Normandin, E., Chmelo, E., Lyles, M. F., Marsh, A. P., & Nicklas, B. J. (2017). Effect of Resistance Training and Caloric Restriction on the Metabolic Syndrome. Medicine and science in sports and exercise, 49(3), 413–419. https://doi.org/10.1249/MSS.0000000000001122

方法
126名の太りすぎの高齢者男女(参加基準:年齢65-79歳、過去6ヶ月間にわたってレジスタンストレーニングあるいは有酸素性トレーニングを実施してない、BMI27-35kg/m2など)をランダムに下記の2群の分類
・レジスタンストレーニング+カロリー制限(RT+CR)
・レジスタンストレーニング(RT)

介入期間は5か月
両群ともに週3回の頻度でレジスタンストレーニングを実施
負荷は最終的には70%1RM強度、8種目、3セット×10回実施できるように個別に漸増
RT+CRは、登録栄養士と毎週ミーティングを行い、体重の5-10%の減少を目的とした食事の代替、栄養教育、行動変容のアドバイスといったプログラムが提供された

5か月の介入期間前後に下記項目を測定
形態・身体組成:身長、体重、BMI、ウエスト周径囲、体脂肪量、体脂肪率、除脂肪量

血液指標:トリグリセリド、総コレステロール、VLDLコレステロール、LDLコレステロール、HDLコレステロール、インスリン、血糖値、インスリン感受性(HOMA-IR)

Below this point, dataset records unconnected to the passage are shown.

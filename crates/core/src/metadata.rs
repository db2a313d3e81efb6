use crate::{Error, Result, SpatialReference};
use regex::Regex;
use serde::{Deserialize, Serialize};
use serde_json::{Map, Value};
use std::{ops::Deref, sync::LazyLock};

/// The type reported by feature layers.
pub const FEATURE_LAYER: &str = "Feature Layer";

const MAX_RECORD_COUNT_PATTERN: &str = r"(?i)^max(imum)?(\s|_)?record(\s|_)?count$";
const NAME_PATTERN: &str = r"(?i)^name";
const FIELD_TYPE_PREFIX: &str = "esriFieldType";

static MAX_RECORD_COUNT: LazyLock<Regex> = LazyLock::new(|| {
    Regex::new(MAX_RECORD_COUNT_PATTERN).expect("the max record count regex should be valid")
});

static NAME: LazyLock<Regex> =
    LazyLock::new(|| Regex::new(NAME_PATTERN).expect("the name regex should be valid"));

/// The JSON a server returns for a layer or service (`f=json`).
///
/// Metadata is never changed once fetched. Fetch it again to refresh it.
#[derive(Debug, Clone, Default, PartialEq, Serialize, Deserialize)]
#[serde(transparent)]
pub struct ServiceMetadata(Map<String, Value>);

/// A field declared by a layer.
#[derive(Debug, Clone, PartialEq, Eq, Serialize, Deserialize)]
pub struct Field {
    /// The field name.
    pub name: String,

    /// The field type, e.g. `esriFieldTypeString`.
    #[serde(rename = "type")]
    pub r#type: String,

    /// The display alias.
    #[serde(default, skip_serializing_if = "Option::is_none")]
    pub alias: Option<String>,
}

impl ServiceMetadata {
    /// Creates metadata from a JSON object.
    pub fn new(object: Map<String, Value>) -> ServiceMetadata {
        ServiceMetadata(object)
    }

    /// Returns the max record count, the most features one query can return.
    ///
    /// Servers don't agree on this key's spelling, so it's found by pattern.
    /// Exactly one key must match.
    ///
    /// # Examples
    ///
    /// ```
    /// use restfeature::ServiceMetadata;
    /// use serde_json::json;
    ///
    /// let metadata: ServiceMetadata = serde_json::from_value(json!({"maxRecordCount": 100})).unwrap();
    /// assert_eq!(metadata.max_record_count().unwrap(), 100);
    /// ```
    pub fn max_record_count(&self) -> Result<i64> {
        let (key, value) = self.single_match(&MAX_RECORD_COUNT, MAX_RECORD_COUNT_PATTERN)?;
        value.as_i64().ok_or_else(|| Error::InvalidValue {
            key: key.to_string(),
            value: value.clone(),
        })
    }

    /// Returns the name.
    ///
    /// # Examples
    ///
    /// ```
    /// use restfeature::ServiceMetadata;
    /// use serde_json::json;
    ///
    /// let metadata: ServiceMetadata = serde_json::from_value(json!({"name": "Beaches"})).unwrap();
    /// assert_eq!(metadata.name().unwrap(), "Beaches");
    /// ```
    pub fn name(&self) -> Result<&str> {
        let (key, value) = self.single_match(&NAME, NAME_PATTERN)?;
        value.as_str().ok_or_else(|| Error::InvalidValue {
            key: key.to_string(),
            value: value.clone(),
        })
    }

    /// Returns the declared fields.
    ///
    /// Tables and group layers may not declare any, which is an empty list.
    pub fn fields(&self) -> Result<Vec<Field>> {
        match self.0.get("fields") {
            None | Some(Value::Null) => Ok(Vec::new()),
            Some(value) => serde_json::from_value(value.clone()).map_err(Error::from),
        }
    }

    /// Returns the names of the declared fields.
    pub fn field_names(&self) -> Result<Vec<String>> {
        Ok(self.fields()?.into_iter().map(|field| field.name).collect())
    }

    /// Returns the layer type, e.g. `Feature Layer`.
    pub fn layer_type(&self) -> Option<&str> {
        self.0.get("type").and_then(Value::as_str)
    }

    /// Returns true if this is a feature layer.
    pub fn is_feature_layer(&self) -> bool {
        self.layer_type() == Some(FEATURE_LAYER)
    }

    /// Returns the layer's spatial reference.
    ///
    /// This is the extent's reference, falling back to a top-level
    /// `spatialReference` (which services report).
    pub fn spatial_reference(&self) -> Option<SpatialReference> {
        self.0
            .get("extent")
            .and_then(|extent| extent.get("spatialReference"))
            .or_else(|| self.0.get("spatialReference"))
            .and_then(|value| serde_json::from_value(value.clone()).ok())
    }

    /// Consumes this metadata and returns the underlying object.
    pub fn into_inner(self) -> Map<String, Value> {
        self.0
    }

    fn single_match(&self, regex: &Regex, pattern: &'static str) -> Result<(&str, &Value)> {
        let mut matches: Vec<(&str, &Value)> = self
            .0
            .iter()
            .filter(|(key, _)| regex.is_match(key))
            .map(|(key, value)| (key.as_str(), value))
            .collect();
        if matches.len() == 1 {
            Ok(matches.remove(0))
        } else {
            Err(Error::NotFoundField {
                pattern,
                matches: matches.into_iter().map(|(key, _)| key.to_string()).collect(),
            })
        }
    }
}

impl Field {
    /// Returns the type without its `esriFieldType` prefix.
    ///
    /// # Examples
    ///
    /// ```
    /// use restfeature::Field;
    ///
    /// let field = Field { name: "CITY".to_string(), r#type: "esriFieldTypeString".to_string(), alias: None };
    /// assert_eq!(field.short_type(), "String");
    /// ```
    pub fn short_type(&self) -> &str {
        self.r#type
            .strip_prefix(FIELD_TYPE_PREFIX)
            .unwrap_or(&self.r#type)
    }
}

impl Deref for ServiceMetadata {
    type Target = Map<String, Value>;

    fn deref(&self) -> &Self::Target {
        &self.0
    }
}

impl From<Map<String, Value>> for ServiceMetadata {
    fn from(object: Map<String, Value>) -> ServiceMetadata {
        ServiceMetadata(object)
    }
}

メタボリックシンドロームの定義(判定基準)は下記項目を3つ以上満たした場合
1) ウエスト周径囲:男性102cm以上、女性88cm以上
2) トリグリセリド:150mg/dl以上あるいはトリグリセリドを下げる薬の服用
3) HDLコレステロール:男性40mg/dl未満、女性50ml/dl未満あるいはHDLを上げる薬の服用
4) 空腹時血糖値:100mg/dl以上あるいは血糖値を下げる薬の服用
5) 血圧:収縮期血圧130mm/hg以上あるいは拡張期血圧85mm/hg以上あるいは高血圧の既往歴があり血圧を抑える薬の服用

結果
体重:RT+CRのみ減少(-5.67%)
体脂肪量、体脂肪率、除脂肪量:RTに比べてRT+CRは有意に減少

・メタボ該当率:RT+CRで46%から31%に減少。RTは変化なし(44%から44%)
・VLDLコレステロール、トリグリセリド、収縮期血圧、拡張期血圧:RTと比べてRT+CRで減少

解説

この論文は、太りすぎの高齢者を対象としたレジスタンストレーニングに食事制限を併用すると、追加的な効果が得られるのかを検証しました。
その結果、5か月という長期の介入期間であってもレジスタンストレーニングの実施のみでは体重やメタボ該当率は変化せず、食事制限を併用することで効果が認められました

筋肉(骨格筋)は、人体最大の代謝器官といわれています。
加齢に伴い筋肉量や筋肉の代謝機能が低下しがちな高齢者では、レジスタンストレーニングによって筋肉に特異的な刺激を与えることは大切です。
しかし、この論文の結果をもとにすると、太りすぎの高齢者においては、レジスタンストレーニングを実施するのみでは効果は期待できず、体重を落とすための食事制限を併用する必要があります

なお、RT+CRは5か月間にわたってレジスタンストレーニングを実施していたのも関わらず、除脂肪体重(≒筋肉量)は介入期間前より減少していました。
したがって、対象者が通常体重の範囲内である場合、過度な食事制限を行うことはサルコペニアの予防の観点から望ましくありません。
高齢者の場合、メタボを解消することを優先すべきか、サルコペニアを防ぐことを優先すべきか、現状の身体組成や筋力などをもとに個別に判断する必要があります。